Scrambled versions of the word and face images were created by taking the Fourier transform of the word or face images, randomly permutating the phase information, and inverting the Fourier transform (after Eger et al. 2005). These scrambled images had similar SF content to the conditions of interest but without any meaningful structure or semantic content.

Stimuli for the SF mapping scans were whole-screen grayscale sine-wave gratings, ranging from 0.05 to 7 cpd. Gratings were presented in smoothly ascending or descending sequence over a 64-s period. Grating orientation changed by random increments approximately every 800 ms throughout the cycle.

Experimental Procedure

The localizer scan was acquired first and comprised 1 fMRI run lasting approximately 8 min. Within the run, there were 6 repetitions of the 4 experimental conditions: words, faces, scrambled words, and scrambled faces. A block design was used, with 12.6 s per block and a 6-s fixation period between blocks.
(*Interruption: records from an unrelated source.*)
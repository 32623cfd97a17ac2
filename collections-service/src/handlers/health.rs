use axum::{extract::State, http::StatusCode, response::IntoResponse, Json};
use serde_json::json;

use crate::services::get_metrics;
use crate::startup::AppState;

/// Liveness probe. Reports unhealthy when the store is unreachable.
pub async fn health_check(State(state): State<AppState>) -> impl IntoResponse {
    match state.store.health_check().await {
        Ok(()) => {
            tracing::debug!("Health check passed");
            (
                StatusCode::OK,
                Json(json!({
                    "status": "ok",
                    "service": "collections-service",
                    "version": env!("CARGO_PKG_VERSION")
                })),
            )
        }
        Err(e) => {
            tracing::warn!(error = %e, "Health check failed - store unavailable");
            (
                StatusCode::SERVICE_UNAVAILABLE,
                Json(json!({
                    "status": "unhealthy",
                    "service": "collections-service",
                    "error": e.to_string()
                })),
            )
        }
    }
}

pub async fn readiness_check(State(state): State<AppState>) -> impl IntoResponse {
    match state.store.health_check().await {
        Ok(()) => StatusCode::OK,
        Err(e) => {
            tracing::warn!(error = %e, "Readiness check failed");
            StatusCode::SERVICE_UNAVAILABLE
        }
    }
}

/// Prometheus scrape endpoint.
pub async fn metrics_handler() -> impl IntoResponse {
    (
        StatusCode::OK,
        [("content-type", "text/plain; charset=utf-8")],
        get_metrics(),
    )
}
Block order was pseudorandomized to avoid order effects between conditions and to maximize the number of transitions between conditions. Within each block, there were 14 trials. In each trial, a stimulus was presented centrally on the screen for 300 ms, followed by a fixation cross for 600 ms. A dot-detection task was used to maintain participants’ attention during the run: They were instructed to respond by button press whenever a red dot appeared on a stimulus, which occurred once or twice within each block.

The SF mapping data were acquired in 2 runs: In one, the 64-s SF cycle ranged from low to high, and in the other, it ranged from high to low. Run order was counterbalanced between participants. In each run, 8 immediately consecutive repetitions of the 64-s SF sweep were presented. There were occasional catch trials (ca. 24 per run) where participants were required to detect a rapid doubling or halving of SF and respond with a button press. This ensured that attention to the stimuli was maintained throughout the run.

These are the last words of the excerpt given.